▸ **Work request**
Lines from the one containing "highlight(name, &self.settled_query())" to the end of the data below are to be restated exactly, with both ends included and nothing else.

▸ **Collected data entries**

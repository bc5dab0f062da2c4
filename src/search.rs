//! Main ContactSearch struct tying all components together.

use crate::debounce::{Debouncer, DEFAULT_DEBOUNCE_WINDOW};
use crate::error::{Result, SearchError};
use crate::highlight::highlight;
use crate::pipeline::{SharedView, ViewSubscription};
use crate::source::DataSource;
use crate::subscriptions::SubscriptionConfig;
use crate::types::{FilteredView, HighlightSpan, Record};
use std::sync::Arc;
use std::time::Duration;
use tracing::{debug, info};

/// Search configuration.
#[derive(Clone, Debug)]
pub struct SearchConfig {
    /// Quiet period before a typed query settles.
    pub debounce_window: Duration,

    /// Events buffered per observer. An observer that falls further behind
    /// only keeps the newest ones.
    pub buffer_size: usize,

    /// Prefix for the names of spawned threads.
    pub thread_name: String,
}

impl Default for SearchConfig {
    fn default() -> Self {
        Self {
            debounce_window: DEFAULT_DEBOUNCE_WINDOW,
            buffer_size: 64,
            thread_name: "contact-search".to_string(),
        }
    }
}

impl SearchConfig {
    pub fn with_debounce_window(mut self, window: Duration) -> Self {
        self.debounce_window = window;
        self
    }

    pub fn with_buffer_size(mut self, size: usize) -> Self {
        self.buffer_size = size;
        self
    }
}

/// Places a call to a number.
pub trait Dialer {
    fn place_call(&self, number: &str) -> Result<()>;
}

/// A searchable, self-updating contact list.
///
/// Provides a unified interface for:
/// - Gating everything on the contact permission
/// - Submitting raw search keystrokes
/// - Observing the shared filtered view
/// - Highlighting names against the settled query
pub struct ContactSearch {
    /// Search configuration.
    config: SearchConfig,

    /// Raw keystrokes in, settled queries out.
    queries: Arc<Debouncer>,

    /// Shared, replay-latest filtered view. Also holds the permission gate.
    view: SharedView,
}

impl ContactSearch {
    /// Create a search over `source`. Permission starts out not granted.
    pub fn new(source: Arc<dyn DataSource>, config: SearchConfig) -> Result<Self> {
        let queries = Arc::new(Debouncer::with_options(
            config.debounce_window,
            SubscriptionConfig {
                buffer_size: config.buffer_size,
                replay_latest: true,
            },
            &format!("{}-debounce", config.thread_name),
        )?);
        let view = SharedView::new(source, Arc::clone(&queries), &config);

        Ok(Self {
            config,
            queries,
            view,
        })
    }

    pub fn config(&self) -> &SearchConfig {
        &self.config
    }

    // --- Permission ---

    /// Record the current permission grant.
    ///
    /// Revoking drops every observer with `PermissionRevoked` and stops the
    /// pipeline.
    pub fn notify_permission_state(&self, granted: bool) {
        if self.view.set_permitted(granted) {
            info!(granted, "contact permission changed");
        }
    }

    pub fn permission_granted(&self) -> bool {
        self.view.is_permitted()
    }

    // --- Query ---

    /// Submit the raw contents of the search field.
    pub fn submit_query(&self, text: Option<&str>) {
        self.queries.submit(text);
    }

    /// The most recently settled query.
    pub fn settled_query(&self) -> String {
        self.queries.latest()
    }

    // --- View ---

    /// Observe the filtered view: the latest value right away (if one has
    /// been computed), then every update.
    ///
    /// Fails with `PermissionDenied` while the permission is not granted.
    pub fn subscribe_filtered_view(&self) -> Result<ViewSubscription> {
        self.view.subscribe()
    }

    /// The most recently computed view, if any.
    pub fn latest_view(&self) -> Option<FilteredView> {
        self.view.latest()
    }

    pub fn observer_count(&self) -> usize {
        self.view.observer_count()
    }

    /// Whether the watch/load/filter pipeline is running.
    pub fn is_active(&self) -> bool {
        self.view.is_running()
    }

    /// How many times the pipeline has been (re)started.
    pub fn sessions_started(&self) -> u64 {
        self.view.sessions_started()
    }

    // --- Rendering & actions ---

    /// Highlight `name` against the settled query.
    pub fn highlight(&self, name: &str) -> Vec<HighlightSpan> {
        highlight(name, &self.settled_query())
    }

    /// Call the record's number.
    pub fn dial(&self, record: &Record, dialer: &dyn Dialer) -> Result<()> {
        let number = record
            .number
            .as_deref()
            .filter(|n| !n.is_empty())
            .ok_or_else(|| SearchError::NoNumber(record.name.clone()))?;
        debug!(name = %record.name, "placing call");
        dialer.place_call(number)
    }
}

▸ **Exercise solution**
        highlight(name, &self.settled_query())
    }

    /// Call the record's number.
    pub fn dial(&self, record: &Record, dialer: &dyn Dialer) -> Result<()> {
        let number = record
            .number
            .as_deref()
            .filter(|n| !n.is_empty())
            .ok_or_else(|| SearchError::NoNumber(record.name.clone()))?;
        debug!(name = %record.name, "placing call");
        dialer.place_call(number)
    }
}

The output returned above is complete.